--- START ---

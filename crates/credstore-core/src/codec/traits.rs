//! Core traits and types for value codecs

use thiserror::Error;

use crate::logging::Logger;
use crate::types::Blob;

/// Errors that can occur while encoding or decoding a value
#[derive(Error, Debug)]
pub enum CodecError {
    #[error("Invalid argument: {0}")]
    InvalidArgument(String),

    #[error("IO error: {0}")]
    Io(#[from] std::io::Error),

    #[error("Invalid UTF-8: {0}")]
    Utf8(#[from] std::str::Utf8Error),

    #[error("JSON error: {0}")]
    Json(#[from] serde_json::Error),

    #[error("Codec error: {0}")]
    Other(String),
}

impl CodecError {
    pub fn invalid_argument(message: impl Into<String>) -> Self {
        Self::InvalidArgument(message.into())
    }
}

pub type CodecResult<T> = Result<T, CodecError>;

/// A pair of inverse functions between a raw representation `R` and a value `V`
///
/// `decode` reports failures as `CodecError`. Callers that want the
/// fail-soft behaviour (no value plus a logged warning) use
/// [`Codec::decode_or_warn`].
pub trait Codec<R, V>: Send + Sync {
    /// Convert a value into its raw representation
    fn encode(&self, value: &V) -> CodecResult<R>;

    /// Convert a raw representation back into a value
    fn decode(&self, raw: &R) -> CodecResult<V>;

    /// Decode, turning any failure into `None` and exactly one warning on `logger`
    fn decode_or_warn(&self, raw: &R, logger: &dyn Logger) -> Option<V> {
        match self.decode(raw) {
            Ok(value) => Some(value),
            Err(e) => {
                logger.warn_error(&e, "ignoring problem decoding stored value");
                None
            }
        }
    }
}

/// A codec whose raw side is a [`Blob`]
pub trait ByteCodec<V>: Codec<Blob, V> {}

impl<V, T: Codec<Blob, V> + ?Sized> ByteCodec<V> for T {}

--- END ---

> Exercise description:
From the entries above, work out the number of lines containing the string "types" and give that number by itself.

> Solution to this task:
2